Federal Judge Edward Nottingham invoked greed as a motivation for Mr. Nacchio’s actions, ordering him to pay a $19 million fine and to forfeit $52 million he gained in illegal stock sales.

Mr. Nacchio’s appeal argued that what he knew about the company’s finances when he sold stock wasn’t “material” information requiring disclosure to investors.

OK, so my 1st thought (and Google search) was who is this Federal Judge Edward Nottinghamand for goodness gracious sakes alive, what a bad, little naughty, nasty boy this Judge has been. Big Spender with the ladiesstrippers, it appears (altho his wife wasn’t such a stripper fan).

But “human frailties and foibles” be what they may, and the fact that I could care less if he is paying horses to strip for him, personally, I want to know what association this dude has with Bush, for when their is fire, there is a burning Bush.

Then, lo and behold, Abovethelaw.com has an archive page on this rascal who not only puts the “ho” in “your Honor”, but likes to threaten handicap people after he steals their handicap parking spot (what a total asshole… he must be kin to Bush):

Longtime readers will recall that Chief Judge Edward Nottingham (D. Colorado) is no longer eligible for our coveted Judge of the Day prize.
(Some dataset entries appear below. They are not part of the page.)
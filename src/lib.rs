//! # Claim Racer
//!
//! Time-targeted submission race engine: claims a time-locked ledger
//! balance and forwards it to a recipient at the earliest legally valid
//! moment, racing other actors attempting the same claim.
//!
//! This crate provides:
//! - Clock synchronization against the remote network
//! - A schedule gate aligning the race start to the target unlock instant
//! - Fee policy computation (automatic, high-speed, custom, bumped)
//! - Transaction assembly and signing with optional sponsorship
//! - A bounded submission loop with retriable/fatal outcome classification

#![warn(missing_docs, rust_2018_idioms)]
#![forbid(unsafe_code)]
#![allow(missing_docs)] // Internal implementation details

mod client;
mod clock;
mod config;
mod coordinator;
mod error;
mod fee;
mod racer;
mod schedule;
mod transaction;

pub use client::{
    AccountState, ClientError, HttpLedgerClient, LedgerClient, Rejection, SubmitOutcome,
};
pub use clock::{local_unix_ms, synchronize, SyncedClock, SYNC_TIMEOUT};
pub use config::{FeeMechanism, GatePolicy, RaceBound, RaceConfig};
pub use coordinator::RaceCoordinator;
pub use error::{Error, Result};
pub use fee::{FeeSchedule, DEFAULT_BASE_FEE, HIGH_SPEED_MULTIPLIER};
pub use racer::{
    classify_code, Attempt, AttemptOutcome, ErrorClass, RacePhase, RaceReport, RaceResult,
    SubmissionRacer,
};
pub use schedule::{GateDecision, ScheduleGate};
pub use transaction::{
    assemble, Address, Keypair, Operation, SignedTransaction, SourcedOperation, TimeWindow,
    TransactionPayload, TransactionSignature, TransferRequest,
};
After he threatened to call the U.S. Marshals service on a handicapped woman whose handicapped parking spot he stole, a few short months after it was revealed he dropped more than $3,000 at a strip club in two consecutive days — but couldn’t remember doing so, ’cause he was so darn drunk — we decided it wasn’t fair to the rest of the judiciary to leave him in the competition.

That call now appears prescient. From Denver 9 (via the Rocky Mountain News):

[T]he U.S. Court of Appeals for the 10th Circuit is investigating Chief U.S. District Judge Edward Nottingham for the third time in the past year. He is being investigated for improper judicial conduct after his full name and personal cell phone number appeared on a list of clients from a Denver prostitution business.The business called Denver Players or Denver Sugar was shut down in January after IRS and Denver Police investigators served search warrants at the brothel on Fillmore Street.
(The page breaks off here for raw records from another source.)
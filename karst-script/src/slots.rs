//! Script slot store.
//!
//! A fixed array of independently loadable script buffers. Slot indices are
//! the bytecode's only way to name a code region: the current-slot and
//! far-slot registers, call/return frames and the save state all carry slot
//! indices, never pointers.

use crate::error::VmError;

pub const NUM_SLOTS: u16 = 8;

/// The reserved slot whose "buffer" is the interpreter stack itself.
///
/// Scripts push a small code payload onto the stack and far-call into this
/// slot; both code fetch and the local-data window then alias the stack
/// region. It can never hold a resource.
pub const STACK_SLOT: u16 = 7;

#[derive(Debug, Clone, Default)]
pub struct ScriptSlot {
    pub(crate) bytes: Vec<u8>,
    pub(crate) resource: u16,
}

#[derive(Debug, Default)]
pub struct SlotStore {
    slots: [ScriptSlot; NUM_SLOTS as usize],
}

impl SlotStore {
    pub fn new() -> Self {
        Self::default()
    }

    /// Replace the contents of `index` with `bytes` from resource `resource`.
    /// The previous buffer, if any, is released.
    pub fn load(&mut self, index: u16, resource: u16, bytes: Vec<u8>) -> Result<(), VmError> {
        if index >= NUM_SLOTS {
            return Err(VmError::SlotOutOfRange { index, max: NUM_SLOTS - 1 });
        }
        if index == STACK_SLOT {
            return Err(VmError::SlotReserved { index });
        }
        log::debug!(
            "slot {}: resource {} loaded ({} bytes)",
            index,
            resource,
            bytes.len()
        );
        self.slots[index as usize] = ScriptSlot { bytes, resource };
        Ok(())
    }

    /// The owned buffer at `index`. Empty slots yield an empty slice; all
    /// offset validation is the caller's job.
    pub fn bytes(&self, index: u16) -> Result<&[u8], VmError> {
        self.slot(index).map(|s| s.bytes.as_slice())
    }

    pub fn resource(&self, index: u16) -> Result<u16, VmError> {
        self.slot(index).map(|s| s.resource)
    }

    pub fn len(&self, index: u16) -> Result<usize, VmError> {
        self.slot(index).map(|s| s.bytes.len())
    }

    pub fn is_empty(&self, index: u16) -> Result<bool, VmError> {
        self.slot(index).map(|s| s.bytes.is_empty())
    }

    fn slot(&self, index: u16) -> Result<&ScriptSlot, VmError> {
        self.slots
            .get(index as usize)
            .ok_or(VmError::SlotOutOfRange { index, max: NUM_SLOTS - 1 })
    }

    pub(crate) fn raw(&self) -> &[ScriptSlot] {
        &self.slots
    }

    pub(crate) fn raw_mut(&mut self) -> &mut [ScriptSlot] {
        &mut self.slots
    }
}

#[cfg(test)]
mod tests {
    use super::*;

    #[test]
    fn load_replaces_and_records_resource() {
        let mut store = SlotStore::new();
        store.load(1, 10, vec![1, 2, 3]).unwrap();
        store.load(1, 11, vec![9]).unwrap();
        assert_eq!(store.bytes(1).unwrap(), &[9]);
        assert_eq!(store.resource(1).unwrap(), 11);
    }

    #[test]
    fn stack_slot_refuses_resources() {
        let mut store = SlotStore::new();
        assert!(matches!(
            store.load(STACK_SLOT, 1, vec![0]),
            Err(VmError::SlotReserved { .. })
        ));
        assert!(matches!(
            store.load(NUM_SLOTS, 1, vec![0]),
            Err(VmError::SlotOutOfRange { .. })
        ));
    }
}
First the prominent governor of a leading state, and now the chief federal judge in a major city. Are high-class call girls a growing trend in the upper echelons of the legal profession?
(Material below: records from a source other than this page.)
//! Software compositor state.
//!
//! Keeps the sprite table, backdrop, clip rectangle and cursor bookkeeping
//! that the scripts drive. Actual rasterization is a renderer concern and
//! lives elsewhere; everything here is observable state.

use karst_script::Screen;

pub const NUM_SPRITES: usize = 32;

#[derive(Debug, Clone, Copy, Default, PartialEq, Eq)]
pub struct SpriteRecord {
    pub res: u16,
    pub frame: u8,
    pub x: i16,
    pub y: i16,
    pub z: u8,
    pub flip: u8,
    pub visible: bool,
}

#[derive(Debug, Clone, Copy, PartialEq, Eq)]
pub struct ClipRect {
    pub x: i16,
    pub y: i16,
    pub w: i16,
    pub h: i16,
}

#[derive(Debug)]
pub struct ScreenState {
    backdrop: Option<u16>,
    sprites: [SpriteRecord; NUM_SPRITES],
    clip: Option<ClipRect>,
    cursor_visible: bool,
    cursor_res: u16,
    cursor_frame: u8,
    shake: u8,
    scroll: (i16, i16),
}

impl ScreenState {
    pub fn new() -> Self {
        Self {
            backdrop: None,
            sprites: [SpriteRecord::default(); NUM_SPRITES],
            clip: None,
            cursor_visible: true,
            cursor_res: 0,
            cursor_frame: 0,
            shake: 0,
            scroll: (0, 0),
        }
    }

    pub fn backdrop(&self) -> Option<u16> {
        self.backdrop
    }

    pub fn sprite(&self, id: u8) -> Option<&SpriteRecord> {
        self.sprites.get(id as usize)
    }

    pub fn clip(&self) -> Option<ClipRect> {
        self.clip
    }

    pub fn scroll_offset(&self) -> (i16, i16) {
        self.scroll
    }

    pub fn cursor_visible(&self) -> bool {
        self.cursor_visible
    }

    pub fn cursor(&self) -> (u16, u8) {
        (self.cursor_res, self.cursor_frame)
    }

    pub fn shake_amount(&self) -> u8 {
        self.shake
    }

    fn sprite_mut(&mut self, id: u8, what: &str) -> Option<&mut SpriteRecord> {
        if id as usize >= NUM_SPRITES {
            log::error!("{what}: invalid sprite {id}");
            return None;
        }
        Some(&mut self.sprites[id as usize])
    }
}

impl Default for ScreenState {
    fn default() -> Self {
        Self::new()
    }
}

impl Screen for ScreenState {
    fn backdrop_draw(&mut self, res: u16) {
        log::debug!("backdrop {res}");
        self.backdrop = Some(res);
        // a fresh backdrop implies a fresh scene
        self.sprites = [SpriteRecord::default(); NUM_SPRITES];
        self.scroll = (0, 0);
    }

    fn sprite_draw(&mut self, id: u8, res: u16, frame: u8, x: i16, y: i16) {
        if let Some(s) = self.sprite_mut(id, "sprite_draw") {
            s.res = res;
            s.frame = frame;
            s.x = x;
            s.y = y;
            s.visible = true;
        }
    }

    fn sprite_move(&mut self, id: u8, x: i16, y: i16) {
        if let Some(s) = self.sprite_mut(id, "sprite_move") {
            s.x = x;
            s.y = y;
        }
    }

    fn sprite_z(&mut self, id: u8, z: u8) {
        if let Some(s) = self.sprite_mut(id, "sprite_z") {
            s.z = z;
        }
    }

    fn sprite_hide(&mut self, id: u8) {
        if let Some(s) = self.sprite_mut(id, "sprite_hide") {
            s.visible = false;
        }
    }

    fn sprite_flip(&mut self, id: u8, flags: u8) {
        if let Some(s) = self.sprite_mut(id, "sprite_flip") {
            s.flip = flags;
        }
    }

    fn rect_fill(&mut self, x: i16, y: i16, w: i16, h: i16, color: u8) {
        log::trace!("fill {w}x{h} at {x},{y} color {color}");
    }

    fn rect_copy(&mut self, sx: i16, sy: i16, w: i16, h: i16, dx: i16, dy: i16) {
        log::trace!("copy {w}x{h} from {sx},{sy} to {dx},{dy}");
    }

    fn clip_set(&mut self, x: i16, y: i16, w: i16, h: i16) {
        self.clip = Some(ClipRect { x, y, w, h });
    }

    fn clip_clear(&mut self) {
        self.clip = None;
    }

    fn text_draw(&mut self, x: i16, y: i16, text: &[u8]) {
        log::debug!("text at {x},{y}: {:?}", String::from_utf8_lossy(text));
    }

    fn cursor_show(&mut self, visible: bool) {
        self.cursor_visible = visible;
    }

    fn cursor_shape(&mut self, res: u16, frame: u8) {
        self.cursor_res = res;
        self.cursor_frame = frame;
    }

    fn shake(&mut self, amount: u8) {
        self.shake = amount;
    }

    fn scroll(&mut self, dx: i16, dy: i16) {
        let (x, y) = self.scroll;
        self.scroll = (x.wrapping_add(dx), y.wrapping_add(dy));
    }
}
More details, including the judge’s highly appropriate nickname — no, not “Paulie Walnuts” — after the jump…

Now, I’m only on the second search result on Google and haven’t even begun to scratch the surface. So, click some more and find that virtually no one likes this guy and many thought he was a tyrant and dickhead (see, I told you he was Bush’s kin):

“One of the meanest, most imperial judges in the history of Colorado,” is how one lawyer described this judge in a March 14, 2008 column for The Westword.

For the last nearly twenty years, Edward W. Nottingham has been described by journalists as an “irascible,” “impatient,” “no-nonsense federal judge with a low tolerance for courtroom shenanigans, unprepared attorneys or unnecessary delays.”

He has been described by attorneys as caustic, vitriolic, callous, cantankerous, ill-tempered and disharmonious.  Characteristic of his denigrations of attorneys (as quoted from one example case) is, “You people are unbelievable,” his voice growing in volume, he adds, “What I’m dealing with here is a couple of children, and I’ll tell you that right to your face.”

As for pro se litigants, we’ll never know how he might have treated them, because they rarely have the “privilege” of their day in His Majesty’s court. (click here)…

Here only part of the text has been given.